5. Working capital safe harbor failures at the QOZB level. A QOZB’s working capital under the safe harbor doesn’t count toward QOZ Property at the QOZB level for the 70% test. If the QOZB’s actual spending diverges from its written plan, the safe harbor can be lost, and the QOZB can drop below 70% — cascading up to the QOF level.
6. First-year accounting period issues. A QOF certifying in mid-year has special rules for the first six-month testing period. Some columns on Form 8996 are blank or use the post-certification period rather than a full year. Missing this nuance produces a wrong calculation and an incorrect filing.
What didn’t change under OZ 2.0
The One Big Beautiful Bill Act made the QOF compliance regime essentially the same as it was under OZ 1.0:
- The 90% asset test and the two semi-annual testing dates are unchanged.
- The penalty calculation methodology is unchanged.
- The categories of qualifying QOZ Property (QOZBP, QOZ Stock, QOZ Partnership Interest) are unchanged.
- Form 8996 itself was last revised in December 2024 and is expected to receive minor updates for OZ 2.0-specific reporting (likely a new check-box for Qualified Rural Opportunity Fund status).
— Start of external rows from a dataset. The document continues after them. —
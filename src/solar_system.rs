//! Solar-system snapshot cache: planets plus tracked spacecraft as
//! heliocentric ecliptic positions, for the orrery views.
//!
//! Planets refresh every 10 minutes through the ephemeris provider; when
//! the provider is down they fall back to a circular-orbit approximation
//! that is ugly for ephemeris work and perfectly fine for a plan view.
//! Spacecraft refresh every 5 minutes and are synthesized from the DSN
//! feed's pointing and range when the provider cannot place them.

use crate::coords::Vec3;
use crate::provider::CachedEphemeris;
use crate::time::{j2000_days, AU_KM};
use crate::transforms::{el_az_to_ra_dec, equatorial_to_ecliptic, ra_dec_unit_vector};
use crate::views::SpacecraftView;
use chrono::{DateTime, Utc};
use log::debug;
use std::collections::HashMap;
use std::sync::RwLock;

/// Freshness bound for planet positions, seconds.
pub const PLANET_TTL_S: i64 = 600;
/// Freshness bound for spacecraft positions, seconds.
pub const SPACECRAFT_TTL_S: i64 = 300;

/// What kind of body an [`EclipticBody`] is.
#[derive(Debug, Clone, Copy, PartialEq, Eq)]
pub enum BodyKind {
    Sun,
    Planet,
    Spacecraft,
}

/// A body with a heliocentric ecliptic position in AU.
#[derive(Debug, Clone, PartialEq)]
pub struct EclipticBody {
    pub name: String,
    pub naif_id: i64,
    pub kind: BodyKind,
    /// Heliocentric ecliptic position, AU
    pub pos_au: Vec3,
}

/// A generated solar-system view.
#[derive(Debug, Clone, PartialEq)]
pub struct SolarSystemSnapshot {
    pub generated_at: DateTime<Utc>,
    /// Sun first, then planets, then spacecraft
    pub bodies: Vec<EclipticBody>,
}

/// A planet's registry row for queries and the orbit fallback.
#[derive(Debug, Clone, Copy, PartialEq)]
pub struct Planet {
    pub name: &'static str,
    pub naif_id: i64,
    /// Semi-major axis, AU
    pub semi_major_axis_au: f64,
}

/// The eight planets with published semi-major axes.
pub static PLANETS: &[Planet] = &[
    Planet { name: "Mercury", naif_id: 199, semi_major_axis_au: 0.387 },
    Planet { name: "Venus", naif_id: 299, semi_major_axis_au: 0.723 },
    Planet { name: "Earth", naif_id: 399, semi_major_axis_au: 1.000 },
    Planet { name: "Mars", naif_id: 499, semi_major_axis_au: 1.524 },
    Planet { name: "Jupiter", naif_id: 599, semi_major_axis_au: 5.203 },
    Planet { name: "Saturn", naif_id: 699, semi_major_axis_au: 9.537 },
    Planet { name: "Uranus", naif_id: 799, semi_major_axis_au: 19.191 },
    Planet { name: "Neptune", naif_id: 899, semi_major_axis_au: 30.069 },
];

/// Circular-orbit placement from Kepler's third law: the mean anomaly
/// advances through one revolution per `a^1.5` years from J2000, on the
/// ecliptic plane.
///
/// # Example
///
/// ```
/// use chrono::{TimeZone, Utc};
/// use dsn_watch::solar_system::circular_orbit_position;
///
/// let at = Utc.with_ymd_and_hms(2024, 7, 15, 0, 0, 0).unwrap();
/// let pos = circular_orbit_position(5.203, at);
/// assert!((pos.norm() - 5.203).abs() < 1e-9);
/// assert_eq!(pos.z, 0.0);
/// ```
pub fn circular_orbit_position(semi_major_axis_au: f64, at: DateTime<Utc>) -> Vec3 {
    let days = j2000_days(at);
    let period_days = semi_major_axis_au.powf(1.5) * 365.25;
    let mean_anomaly = 2.0 * std::f64::consts::PI * days / period_days;
    Vec3::new(
        semi_major_axis_au * mean_anomaly.cos(),
        semi_major_axis_au * mean_anomaly.sin(),
        0.0,
    )
}

struct TimedBody {
    fetched_at: DateTime<Utc>,
    body: EclipticBody,
}

/// The solar-system cache. Holds per-body timestamps so planets and
/// spacecraft age out on their own schedules.
#[derive(Default)]
pub struct SolarSystemCache {
    planets: RwLock<HashMap<i64, TimedBody>>,
    spacecraft: RwLock<HashMap<String, TimedBody>>,
}

impl SolarSystemCache {
    pub fn new() -> Self {
        Self::default()
    }

    /// Builds a snapshot for `now`, refreshing whatever has gone stale.
    ///
    /// `views` carries the spacecraft currently tracked by the DSN; their
    /// positions come from the provider when it knows them and are
    /// synthesized from dish pointing and range otherwise. The Sun at the
    /// origin is always included.
    pub fn snapshot(
        &self,
        provider: &CachedEphemeris,
        views: &[SpacecraftView],
        now: DateTime<Utc>,
    ) -> SolarSystemSnapshot {
        let mut bodies = vec![EclipticBody {
            name: "Sun".to_string(),
            naif_id: 10,
            kind: BodyKind::Sun,
            pos_au: Vec3::ZERO,
        }];

        self.refresh_planets(provider, now);
        {
            let guard = self.planets.read().unwrap();
            for planet in PLANETS {
                if let Some(timed) = guard.get(&planet.naif_id) {
                    bodies.push(timed.body.clone());
                }
            }
        }

        self.refresh_spacecraft(provider, views, now);
        {
            let guard = self.spacecraft.read().unwrap();
            let mut craft: Vec<&TimedBody> = views
                .iter()
                .filter_map(|v| guard.get(&v.spacecraft))
                .collect();
            craft.sort_by(|a, b| a.body.name.cmp(&b.body.name));
            bodies.extend(craft.into_iter().map(|t| t.body.clone()));
        }

        SolarSystemSnapshot { generated_at: now, bodies }
    }

    fn refresh_planets(&self, provider: &CachedEphemeris, now: DateTime<Utc>) {
        for planet in PLANETS {
            let fresh = self
                .planets
                .read()
                .unwrap()
                .get(&planet.naif_id)
                .map(|t| (now - t.fetched_at).num_seconds() < PLANET_TTL_S)
                .unwrap_or(false);
            if fresh {
                continue;
            }

            let pos_au = match provider.heliocentric_position(planet.naif_id, now) {
                Ok(v) => v,
                Err(e) => {
                    debug!("{}: provider miss ({e}), circular fallback", planet.name);
                    circular_orbit_position(planet.semi_major_axis_au, now)
                }
            };

            self.planets.write().unwrap().insert(
                planet.naif_id,
                TimedBody {
                    fetched_at: now,
                    body: EclipticBody {
                        name: planet.name.to_string(),
                        naif_id: planet.naif_id,
                        kind: BodyKind::Planet,
                        pos_au,
                    },
                },
            );
        }
    }

    fn refresh_spacecraft(
        &self,
        provider: &CachedEphemeris,
        views: &[SpacecraftView],
        now: DateTime<Utc>,
    ) {
        for view in views {
            let fresh = self
                .spacecraft
                .read()
                .unwrap()
                .get(&view.spacecraft)
                .map(|t| (now - t.fetched_at).num_seconds() < SPACECRAFT_TTL_S)
                .unwrap_or(false);
            if fresh {
                continue;
            }

            let naif_id = crate::provider::target_by_code(&view.spacecraft)
                .map(|t| t.naif_id)
                .unwrap_or(view.spacecraft_id);

            let pos_au = provider
                .heliocentric_position(naif_id, now)
                .unwrap_or_else(|_| synthesize_from_link(view, now));

            self.spacecraft.write().unwrap().insert(
                view.spacecraft.clone(),
                TimedBody {
                    fetched_at: now,
                    body: EclipticBody {
                        name: view.spacecraft.clone(),
                        naif_id,
                        kind: BodyKind::Spacecraft,
                        pos_au,
                    },
                },
            );
        }
    }
}

/// Heliocentric position synthesized from DSN pointing and range: the
/// geocentric direction stands in for the heliocentric one, which is a
/// fine approximation for anything beyond a few AU.
fn synthesize_from_link(view: &SpacecraftView, now: DateTime<Utc>) -> Vec3 {
    let link = view.primary_link();
    let observer = link.complex.observer();
    let (ra, dec) = el_az_to_ra_dec(link.elevation_deg, link.azimuth_deg, now, &observer);
    let geocentric = ra_dec_unit_vector(ra, dec) * (link.distance_km / AU_KM);
    equatorial_to_ecliptic(geocentric)
}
The IRS issued Notice 2025-50 in late 2025 with updated instructions related to OZ 2.0.
What this means for sponsors and CPAs
Form 8996 compliance is one of the highest-stakes annual filings for a QOF. A mistake or failure can produce direct penalties, indirect penalties (via QOF revocation that disqualifies investors), and reputational damage to the sponsor. The form itself isn’t complicated, but the underlying compliance — cash management, QOZB asset tracking, working capital documentation, valuation methodology — is technically demanding.
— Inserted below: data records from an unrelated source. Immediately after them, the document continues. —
//! DSN entity types.
//!
//! Everything here is an immutable value produced by the feed parser and
//! replaced wholesale by the next snapshot. Caches hold owning copies;
//! nothing mutates a snapshot in place.

use crate::location::Observer;
use crate::time::SPEED_OF_LIGHT_KM_S;
use chrono::{DateTime, Utc};

/// One of the three Deep Space Network ground complexes.
#[derive(Debug, Clone, Copy, PartialEq, Eq, PartialOrd, Ord, Hash)]
pub enum Complex {
    Goldstone,
    Canberra,
    Madrid,
}

impl Complex {
    /// All complexes, in canonical order (GDS < CDS < MDS).
    pub const ALL: [Complex; 3] = [Complex::Goldstone, Complex::Canberra, Complex::Madrid];

    /// Short site code as used by the feed ("gdscc", "cdscc", "mdscc").
    pub fn code(&self) -> &'static str {
        match self {
            Complex::Goldstone => "gdscc",
            Complex::Canberra => "cdscc",
            Complex::Madrid => "mdscc",
        }
    }

    /// Human-readable site name.
    pub fn display_name(&self) -> &'static str {
        match self {
            Complex::Goldstone => "Goldstone",
            Complex::Canberra => "Canberra",
            Complex::Madrid => "Madrid",
        }
    }

    /// The complex's geographic location.
    pub fn observer(&self) -> Observer {
        match self {
            Complex::Goldstone => Observer::at(35.4267, -116.8900, "Goldstone"),
            Complex::Canberra => Observer::at(-35.4014, 148.9817, "Canberra"),
            Complex::Madrid => Observer::at(40.4314, -4.2481, "Madrid"),
        }
    }

    /// The next complex to the west; Earth's rotation hands setting
    /// spacecraft off in this direction (GDS→CDS→MDS→GDS).
    pub fn west_neighbor(&self) -> Complex {
        match self {
            Complex::Goldstone => Complex::Canberra,
            Complex::Canberra => Complex::Madrid,
            Complex::Madrid => Complex::Goldstone,
        }
    }

    /// Infers the complex from a DSS station number. Leading digit 1–2 is
    /// Goldstone, 3–4 Canberra, 5–6 Madrid.
    pub fn from_dss_number(dss: u32) -> Option<Complex> {
        match dss / 10 {
            1 | 2 => Some(Complex::Goldstone),
            3 | 4 => Some(Complex::Canberra),
            5 | 6 => Some(Complex::Madrid),
            _ => None,
        }
    }

    /// Matches the literal complex names used by the feed's station headers.
    pub fn from_name(name: &str) -> Option<Complex> {
        let lower = name.to_ascii_lowercase();
        if lower.contains("gdscc") || lower.contains("goldstone") {
            Some(Complex::Goldstone)
        } else if lower.contains("cdscc") || lower.contains("canberra") {
            Some(Complex::Canberra)
        } else if lower.contains("mdscc") || lower.contains("madrid") {
            Some(Complex::Madrid)
        } else {
            None
        }
    }
}

/// Radio band of a space link.
#[derive(Debug, Clone, Copy, PartialEq, Eq, Hash)]
pub enum Band {
    Uhf,
    S,
    X,
    Ka,
    Unknown,
}

impl Band {
    /// Parses the single-letter band tag the feed attaches to signals.
    pub fn from_tag(tag: &str) -> Band {
        match tag.trim().to_ascii_uppercase().as_str() {
            "UHF" => Band::Uhf,
            "S" => Band::S,
            "X" => Band::X,
            "KA" => Band::Ka,
            _ => Band::Unknown,
        }
    }

    /// Infers the band from a carrier frequency in Hz.
    pub fn from_frequency_hz(f: f64) -> Band {
        match f {
            f if f >= 0.3e9 && f < 1.0e9 => Band::Uhf,
            f if f >= 2.0e9 && f < 4.0e9 => Band::S,
            f if f >= 8.0e9 && f < 12.0e9 => Band::X,
            f if f >= 31.0e9 && f < 40.0e9 => Band::Ka,
            _ => Band::Unknown,
        }
    }

    /// Nominal deep-space downlink center frequency for the band, in Hz.
    /// Used by the Doppler view when the feed omits the carrier.
    pub fn center_frequency_hz(&self) -> Option<f64> {
        match self {
            Band::Uhf => Some(0.435e9),
            Band::S => Some(2.295e9),
            Band::X => Some(8.420e9),
            Band::Ka => Some(32.0e9),
            Band::Unknown => None,
        }
    }

    pub fn label(&self) -> &'static str {
        match self {
            Band::Uhf => "UHF",
            Band::S => "S",
            Band::X => "X",
            Band::Ka => "Ka",
            Band::Unknown => "?",
        }
    }
}

/// A station header from the feed: one per complex.
#[derive(Debug, Clone, PartialEq)]
pub struct Station {
    /// Feed site code, e.g. "gdscc"
    pub name: String,
    /// Display name, e.g. "Goldstone"
    pub friendly_name: String,
    /// Which complex this station is
    pub complex: Option<Complex>,
    /// Station-reported UTC time, when the header carried one
    pub utc_time: Option<DateTime<Utc>>,
    /// Local timezone offset from UTC, hours
    pub tz_offset_hours: f64,
    /// Dishes parsed under this header
    pub antennas: Vec<Antenna>,
}

/// One dish and its current pointing/activity.
#[derive(Debug, Clone, PartialEq)]
pub struct Antenna {
    /// Stable identifier, normalized to "DSS-NN"
    pub id: String,
    /// DSS station number (14, 43, 63, ...)
    pub dss: u32,
    /// Azimuth in degrees, `[0, 360)`
    pub azimuth_deg: f64,
    /// Elevation in degrees, `[-90, 90]`
    pub elevation_deg: f64,
    /// Wind speed at the site, km/h
    pub wind_kph: f64,
    /// Activity string from the feed ("track", "maintenance", ...)
    pub activity: String,
    /// Multiple-spacecraft-per-aperture flag
    pub mspa: bool,
    /// Arrayed-antenna flag
    pub array: bool,
    /// Delta-DOR session flag
    pub ddor: bool,
    /// Spacecraft under track
    pub targets: Vec<Target>,
    /// Downlink signals
    pub down_signals: Vec<Signal>,
    /// Uplink signals
    pub up_signals: Vec<Signal>,
}

/// A spacecraft entry under an antenna.
#[derive(Debug, Clone, PartialEq)]
pub struct Target {
    /// Feed spacecraft id (NAIF convention, sign as given)
    pub id: i64,
    /// Spacecraft code, e.g. "VGR1"
    pub name: String,
    /// Downleg range in km
    pub downleg_range_km: f64,
    /// Upleg range in km
    pub upleg_range_km: f64,
    /// Round-trip light time in seconds
    pub rtlt_s: f64,
}

/// One up- or down-link signal on an antenna.
#[derive(Debug, Clone, PartialEq)]
pub struct Signal {
    /// Whether the signal is currently active
    pub active: bool,
    /// Signal type string ("data", "carrier", "none", ...)
    pub signal_type: String,
    /// Data rate in bits per second
    pub data_rate_bps: f64,
    /// Carrier frequency in Hz
    pub frequency_hz: f64,
    /// Band tag as carried by the feed
    pub band: Band,
    /// Transmit/receive power as reported
    pub power: f64,
    /// Spacecraft code this signal belongs to
    pub spacecraft: String,
    /// Spacecraft id this signal belongs to
    pub spacecraft_id: i64,
}

/// A flattened antenna↔spacecraft association, the unit most derivations
/// work on. A spacecraft being arrayed across several dishes appears as one
/// link per dish.
#[derive(Debug, Clone, PartialEq)]
pub struct Link {
    /// Antenna identifier, normalized "DSS-NN"
    pub antenna_id: String,
    /// DSS station number, for ordering
    pub dss: u32,
    /// Hosting complex
    pub complex: Complex,
    /// Spacecraft code
    pub spacecraft: String,
    /// Spacecraft id
    pub spacecraft_id: i64,
    /// Link band
    pub band: Band,
    /// Best matching data rate in bps (max of up/down)
    pub data_rate_bps: f64,
    /// Carrier frequency in Hz (0 when the feed omits it)
    pub frequency_hz: f64,
    /// Round-trip light time in seconds
    pub rtlt_s: f64,
    /// One-way distance derived from RTLT, km
    pub distance_km: f64,
    /// Antenna azimuth at snapshot time, degrees
    pub azimuth_deg: f64,
    /// Antenna elevation at snapshot time, degrees
    pub elevation_deg: f64,
    /// Normalized signal quality in [0, 1], when a source provides one
    pub signal_quality: Option<f64>,
}

/// One-way distance from a round-trip light time.
///
/// `distance = max(0, RTLT / 2 × c)`; negative RTLTs from feed glitches
/// clamp to zero rather than propagate.
pub fn distance_from_rtlt_km(rtlt_s: f64) -> f64 {
    (rtlt_s / 2.0 * SPEED_OF_LIGHT_KM_S).max(0.0)
}

/// A parsed feed snapshot: everything the derivation layer needs, plus any
/// non-fatal parse warnings that accumulated along the way.
#[derive(Debug, Clone, Default, PartialEq)]
pub struct DsnData {
    /// Feed timestamp, when present
    pub timestamp: Option<DateTime<Utc>>,
    /// Station headers with their dishes
    pub stations: Vec<Station>,
    /// Flattened links across all stations
    pub links: Vec<Link>,
    /// Non-fatal parse warnings
    pub errors: Vec<String>,
}

impl DsnData {
    /// Total dish count across all stations.
    pub fn antenna_count(&self) -> usize {
        self.stations.iter().map(|s| s.antennas.len()).sum()
    }

    /// Links hosted at one complex.
    pub fn links_at(&self, complex: Complex) -> impl Iterator<Item = &Link> {
        self.links.iter().filter(move |l| l.complex == complex)
    }
}

#[cfg(test)]
mod tests {
    use super::*;

    #[test]
    fn test_complex_from_dss_number() {
        assert_eq!(Complex::from_dss_number(14), Some(Complex::Goldstone));
        assert_eq!(Complex::from_dss_number(26), Some(Complex::Goldstone));
        assert_eq!(Complex::from_dss_number(34), Some(Complex::Canberra));
        assert_eq!(Complex::from_dss_number(43), Some(Complex::Canberra));
        assert_eq!(Complex::from_dss_number(55), Some(Complex::Madrid));
        assert_eq!(Complex::from_dss_number(63), Some(Complex::Madrid));
        assert_eq!(Complex::from_dss_number(99), None);
    }

    #[test]
    fn test_west_neighbor_cycles() {
        let mut c = Complex::Goldstone;
        for _ in 0..3 {
            c = c.west_neighbor();
        }
        assert_eq!(c, Complex::Goldstone);
    }

    #[test]
    fn test_band_inference() {
        assert_eq!(Band::from_frequency_hz(8.42e9), Band::X);
        assert_eq!(Band::from_frequency_hz(2.3e9), Band::S);
        assert_eq!(Band::from_frequency_hz(32.0e9), Band::Ka);
        assert_eq!(Band::from_frequency_hz(0.44e9), Band::Uhf);
        assert_eq!(Band::from_frequency_hz(5.0e9), Band::Unknown);
        assert_eq!(Band::from_frequency_hz(0.0), Band::Unknown);
    }

    #[test]
    fn test_distance_from_rtlt() {
        // 1000 s round trip is ~500 light-seconds one way
        let d = distance_from_rtlt_km(1000.0);
        assert!((d - 500.0 * 299_792.458).abs() < 1e-6);
        assert_eq!(distance_from_rtlt_km(-5.0), 0.0);
    }

    #[test]
    fn test_complex_order() {
        assert!(Complex::Goldstone < Complex::Canberra);
        assert!(Complex::Canberra < Complex::Madrid);
    }
}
For sponsors operating multiple QOFs, dedicated compliance personnel and a structured annual close process around the June 30 and December 31 testing dates are essential. For smaller single-asset QOFs, working with a CPA who specializes in Opportunity Zones — not just real estate or partnership tax — is the difference between a clean compliance record and a costly mistake.
Sources
IRS, About Form 8996; IRS, Instructions for Form 8996 (Rev. December 2024); IRS Notice 2025-50 (updates to Form 8996 instructions due to OBBB); 26 U.S.C. § 1400Z-2; 26 C.F.R. § 1.1400Z2(d)-1; One Big Beautiful Bill Act, Public Law 119-21 (July 4, 2025); Novogradac, About Opportunity Zones.
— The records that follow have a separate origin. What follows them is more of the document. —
// Top-down solar-system projection used by the orrery views.

use crate::coords::Vec3;
use crate::transforms::{equatorial_to_ecliptic, ra_dec_unit_vector};

/// Heliocentric shell radius, in AU, on which catalog stars are placed
/// so that they project outside every planetary orbit.
pub const STAR_SHELL_RADIUS_AU: f64 = 100.0;

/// How radial distance maps to display radius in the top-down view.
#[derive(Debug, Clone, Copy, PartialEq, Eq)]
pub enum RadialScale {
    /// Logarithmic compression of the full system: `log10(r + 1)`
    LogR,
    /// Linear inner-system view, clamped at 5 AU
    Inner,
    /// Piecewise: linear to 5 AU, logarithmic beyond
    Outer,
}

/// Applies the selected radial scaling to a heliocentric distance in AU.
///
/// # Example
///
/// ```
/// use dsn_watch::projection::{scale_radius, RadialScale};
///
/// assert_eq!(scale_radius(0.0, RadialScale::LogR), 0.0);
/// assert_eq!(scale_radius(3.0, RadialScale::Inner), 3.0);
/// assert_eq!(scale_radius(40.0, RadialScale::Inner), 5.0);
/// ```
pub fn scale_radius(r: f64, mode: RadialScale) -> f64 {
    match mode {
        RadialScale::LogR => (r + 1.0).log10(),
        RadialScale::Inner => r.min(5.0),
        RadialScale::Outer => {
            if r <= 5.0 {
                r / 10.0
            } else {
                0.5 + (r / 5.0 + 1.0).log10() * 0.5
            }
        }
    }
}

/// Flattens an ecliptic-frame position into polar display coordinates.
///
/// The Z component is discarded; the ecliptic plane is the screen plane.
///
/// # Returns
///
/// `(angle_rad, display_radius)` where the angle is `atan2(y, x)` and the
/// radius has the selected scaling applied.
pub fn project_ecliptic(pos: Vec3, mode: RadialScale) -> (f64, f64) {
    let angle = pos.y.atan2(pos.x);
    let r = (pos.x * pos.x + pos.y * pos.y).sqrt();
    (angle, scale_radius(r, mode))
}

/// Places a J2000 star direction on the heliocentric star shell, in the
/// ecliptic frame, ready for [`project_ecliptic`].
///
/// # Example
///
/// ```
/// use dsn_watch::projection::{star_shell_position, STAR_SHELL_RADIUS_AU};
///
/// let pos = star_shell_position(279.235, 38.784);
/// assert!((pos.norm() - STAR_SHELL_RADIUS_AU).abs() < 1e-9);
/// ```
pub fn star_shell_position(ra_deg: f64, dec_deg: f64) -> Vec3 {
    let unit = ra_dec_unit_vector(ra_deg, dec_deg);
    equatorial_to_ecliptic(unit) * STAR_SHELL_RADIUS_AU
}

#[cfg(test)]
mod tests {
    use super::*;

    #[test]
    fn test_logr_monotone() {
        let mut last = -1.0;
        for i in 0..100 {
            let r = i as f64 * 0.5;
            let s = scale_radius(r, RadialScale::LogR);
            assert!(s > last);
            last = s;
        }
    }

    #[test]
    fn test_outer_continuous_at_knee() {
        // The two branches meet at r = 5
        let below = scale_radius(5.0, RadialScale::Outer);
        let above = scale_radius(5.0 + 1e-9, RadialScale::Outer);
        assert!((below - 0.5).abs() < 1e-12);
        assert!((above - below).abs() < 1e-6);
    }

    #[test]
    fn test_project_angle() {
        let (angle, r) = project_ecliptic(Vec3::new(0.0, 2.0, 0.7), RadialScale::Inner);
        assert!((angle - std::f64::consts::FRAC_PI_2).abs() < 1e-12);
        assert!((r - 2.0).abs() < 1e-12);
    }
}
Frequently asked questions
Does a QOF need to file Form 8996 in its first year if it didn’t actually receive any investor capital? A corporation or partnership that elects to be a QOF must file Form 8996 in the first year of certification even if it has no capital and no QOZ Property yet. The form has specific accommodations for first-year QOFs with abbreviated tax years.
Can the IRS revoke QOF status without warning? The IRS generally provides notice and an opportunity to cure before revoking QOF status. Chronic 90% test failures, willful misrepresentation, or operating outside the statutory framework can lead to revocation. The penalty notice for a single missed test isn’t itself a revocation.
Is there a reasonable cause exception to the 90% test penalty? Yes. The IRS will consider reasonable cause relief for QOFs that can demonstrate the test failure was due to circumstances beyond the QOF’s control. The reasonable cause standard is the same as the standard for other IRC penalty relief and is heavily fact-specific.
Does the 90% test apply to a QOF that’s winding down? A QOF that’s in the process of disposing of QOZ Property still must satisfy the 90% test on each testing date until it actually deregisters. Winding down a QOF requires careful cash management to avoid the failure penalty during the disposition period.
Can a QOF correct a missed Form 8996 filing with a late or amended return? Yes. Late or amended Form 8996 filings are permitted within the normal amendment window. A late filing doesn’t automatically lose QOF status, but it can trigger penalties and audit scrutiny.
Nothing in this guide is tax, legal, or investment advice. QOF compliance is technical and subject to ongoing Treasury and IRS guidance. Consult a qualified CPA who specializes in Opportunity Zones before relying on any aspect of this guide.